Moving Past A Sale To A Larger Goal – LTCV

What is marketing? Our first answer might be some variation of the basic concept: communication designed to result in a sale. We don’t seek the sale as an end in itself; the idea is to bring profits. And if we really want to maximize profits, we need to think beyond a single sale and consider lifetime customer value – LTCV. Acquiring customers can be very expensive. If you focus on making a single sale, you are missing a major opportunity. If, instead of focusing on a single sale, you focus on maximizing total sales over the customers lifetime, you get a much greater return on your efforts to acquire customers. Let’s talk about how to build customer loyalty to increase lifetime customer value.     

Putting The Customer First – Moving From Transactional to Emotional Relationships

The simplest approach to marketing focuses on a transactional approach. You tell the customer what you have to offer and the price, and if they like the price, they do a transaction and purchase. To truly maximize LTCV, you have to move beyond this purely transactional type of relationship. You need to start thinking about building an emotional relationship with your customers. Aim to form a lasting bond based on mutual respect. Understand your customers and show you share their values to create a sense of alignment. By learning how your customers communicate, you can learn to talk in the right voice to create a natural affinity. And always be forthright and honest with your customers so that you can establish trust, a key component of loyalty. Stop thinking about what you need first and start thinking about what they need first. Everything becomes easier when you love your customers and they love you back.    
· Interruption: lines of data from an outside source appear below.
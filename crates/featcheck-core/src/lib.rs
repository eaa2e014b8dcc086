//! featcheck - feature-conformance harness for a corpus of C exemplars
//!
//! Provides a harness that:
//! - Discovers exemplars and their fixtures by category
//! - Builds each one with an external toolchain in a scoped directory
//! - Runs the artifact in an isolated, time-bounded sandbox
//! - Classifies the result and aggregates a per-category report

pub mod build;
pub mod compare;
pub mod config;
pub mod error;
pub mod fixture;
pub mod outcome;
pub mod pipeline;
pub mod registry;
pub mod report;
pub mod run_spec;
pub mod sandbox;
pub mod telemetry;
pub mod toolchain;

// Re-export key types
pub use build::{BuildAdapter, BuildArtifact, ToolchainBuilder};
pub use compare::{classify, stdout_matches};
pub use config::HarnessConfig;
pub use error::{ConfigError, DiscoveryError, HarnessError, HarnessFault, HarnessResult};
pub use fixture::{EmbeddedComment, FixtureDecl, FixtureSource, SiblingFiles, ADDR_WILDCARD};
pub use outcome::{Outcome, OutcomeKind};
pub use pipeline::{run_exemplar, Harness};
pub use registry::{Exemplar, Registry};
pub use report::{KindCounts, Report, ReportFormat, Verdict};
pub use run_spec::RunSpec;
pub use sandbox::{ExecutionResult, ExecutionSandbox, SandboxConfig};
pub use telemetry::init_tracing;
pub use toolchain::{BuiltinToolchain, ToolchainConfig};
Trade The “Four P’s” For “Four C’s”

The Four P’s, place, product, price, promotion have been a staple framework for marketing strategy for a long time for a good reason, but this should not be your sole focus. When you base your strategy on the Four P’s you are putting your own needs first. Consider putting the customer needs first instead with the four C’s: core needs of the customer, cost to customer, customer conversation, and convenience for the customer.   With the Four P’s you might think: “I have a bricks and mortar outdoor sports store that is willing to work with me and a website, so there is my place. I want to make knitted ski covers so that’s my product. If I set a price of $70 I can pay for my yarn and make good money for my knitting and administrative time, and I will promote the product with Facebook ads.”   With the Four C’s you might take a different approach. “Core needs: Are there any potential customers out there who even want a knitted ski cover? Drat, no, turns out the metal edges on skis would eat right through yarn, a skier tells me. Further  conversation identifies a core need that could be met with knitting. Ski passes on lanyards in jackets are hard to grab. A fun whimsical knitted creature could sit atop the pass, making an easy target for fumbling gloves. Asking several skiers revealed a cost that customers would be comfortable with. Convenience: rather than only sell them online and at the bricks and mortar outdoor store, we will try to arrange to sell them at the convenience store at the ski mountain.    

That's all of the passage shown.